やがてこの気持ちも、時間も、忘れ去って日常に戻るのなら思い出に身を預けるのもいいのかもしれない。
いつもなら検査結果をを聞く前、生きた心地のしない殺伐とした気の持ちようで自分の順番待ちをしていたのだから。
会えるなら会いたい。
彼と人生を共にする結果に至らなかったからそう思うのか?
一緒になってても癌だったかもしれないし、いろいろ違ったなんて都合良くは思わない。
けど、残り人生の時間がどれだけあるかわからないが、これからの生きられる時間を一人より、彼と過ごしたいと思ったのだ。
診察を終えて、結果に安堵した。

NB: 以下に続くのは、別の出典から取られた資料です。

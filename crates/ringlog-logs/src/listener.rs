//! Ingestion loop and producer handles

use ringlog_core::{constants, Error, LogValue, LoggerConfig, Result};
use tokio::sync::{mpsc, oneshot};
use tokio::task::JoinHandle;
use tracing::{debug, info};

use crate::capacity::RotationState;
use crate::engine::RotationEngine;

/// Events consumed by the listener, in the order producers enqueued them
#[derive(Debug)]
enum Command {
    Log {
        message: String,
        accepted: oneshot::Sender<()>,
    },
    Shutdown,
}

/// A bounded, self-rotating logger. Each [`start`](Self::start) runs an
/// independent listener with its own rotation state.
#[derive(Debug, Clone)]
pub struct RotatingLogger {
    config: LoggerConfig,
}

impl RotatingLogger {
    pub fn new(config: LoggerConfig) -> Self {
        Self { config }
    }

    pub fn config(&self) -> &LoggerConfig {
        &self.config
    }

    /// Spawn the listener on the current tokio runtime
    pub fn start(&self) -> (LogSender, ShutdownHandle) {
        let (sender, task) = spawn_listener(RotationEngine::new(self.config.clone()), None);
        let shutdown = ShutdownHandle {
            tx: sender.tx.clone(),
            task,
        };
        (sender, shutdown)
    }
}

/// Producer side of a running listener. Cheap to clone.
#[derive(Debug, Clone)]
pub struct LogSender {
    tx: mpsc::Sender<Command>,
}

impl LogSender {
    /// Hand a message to the listener.
    ///
    /// Returns once the listener has taken the message, not once it is on
    /// disk. Write failures are never reported here. Line breaks inside the
    /// message are escaped, so it always counts as one line.
    pub async fn send(&self, value: impl Into<LogValue>) -> Result<()> {
        let value: LogValue = value.into();
        let (accepted, taken) = oneshot::channel();
        let command = Command::Log {
            message: value.to_string(),
            accepted,
        };

        self.tx.send(command).await.map_err(|_| Error::ListenerStopped)?;
        taken.await.map_err(|_| Error::ListenerStopped)
    }

    /// Send each value as its own line, in order
    pub async fn send_all<I, V>(&self, values: I) -> Result<()>
    where
        I: IntoIterator<Item = V>,
        V: Into<LogValue>,
    {
        for value in values {
            self.send(value).await?;
        }
        Ok(())
    }
}

/// Stops a running listener
#[derive(Debug)]
pub struct ShutdownHandle {
    tx: mpsc::Sender<Command>,
    task: JoinHandle<RotationState>,
}

impl ShutdownHandle {
    /// Request shutdown and wait until the listener has stopped.
    ///
    /// Messages enqueued before the request are still written; producers
    /// still waiting afterwards get [`Error::ListenerStopped`]. Returns the
    /// final rotation state, which is discarded with the listener.
    pub async fn shutdown(self) -> Result<RotationState> {
        // A closed queue means the listener is already gone; joining still
        // yields its final state.
        let _ = self.tx.send(Command::Shutdown).await;
        self.task.await.map_err(|_| Error::ListenerStopped)
    }
}

/// Spawn a listener task owning `engine`.
///
/// With `stop_after`, the listener stops itself once that many messages
/// have been handled (persisted or dropped).
pub(crate) fn spawn_listener(
    engine: RotationEngine,
    stop_after: Option<usize>,
) -> (LogSender, JoinHandle<RotationState>) {
    let (tx, rx) = mpsc::channel(constants::COMMAND_QUEUE_CAPACITY);
    let task = tokio::spawn(listen(engine, rx, stop_after));
    (LogSender { tx }, task)
}

async fn listen(
    mut engine: RotationEngine,
    mut rx: mpsc::Receiver<Command>,
    stop_after: Option<usize>,
) -> RotationState {
    info!("Listening for logs");

    while let Some(command) = rx.recv().await {
        match command {
            Command::Log { message, accepted } => {
                // The producer may have given up waiting; the message still counts.
                let _ = accepted.send(());
                engine.ingest(&message);

                if let Some(target) = stop_after {
                    let state = engine.state();
                    if state.persisted(engine.config()) + state.dropped >= target {
                        info!("Trial finished after {} messages", target);
                        break;
                    }
                }
            }
            Command::Shutdown => {
                info!("Exit invoked, log listener stopping");
                break;
            }
        }
    }

    debug!("Log listener stopped: {:?}", engine.state());
    engine.state()
}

そしてまた3ヶ月後の定期検査の日を決めて、歩み出す。
身体が衰えたり、悪くなったらする事は避けられなくとも、日々の小さなことが生きてることを実感させてくれる。
今日は、夢のおかげで病院の待ち時間が怖くなかった。
夢のおかげで空っぽじゃない日があったことが思い出せた。
病院を出て薬をもらいに薬局へ行く。
薬局を出てトイレットペーパーを買いにドラッグストアへ。
次は食材の買い出しにスーパーへ。
こうして、次から次へと人生を前に進めて行くのだろう。
やがて夢を見た感動も、思い返した時間も忘れ去られて行く。
それでいいのだと思った。
それが自然だと思った。
今日だけは昔を思い出してもいいと思った。前に進むための原動力になるかもしれない。一人で静かに温かな思い出をめぐらそうと思う。
友達にも、夢にも、なんだか感謝してる。
身体には手術の傷、心にも多少なりとも傷やら痛みがある。
全部は癒せないかもしれないけど、全力で毎日頑張ります!って生きるより、今は、消えたり消えなかったりする傷も含めてゆっくり歩もうと思う。心の中のビデオテープをゆっくり見て、アナログでもいいのかもしれない。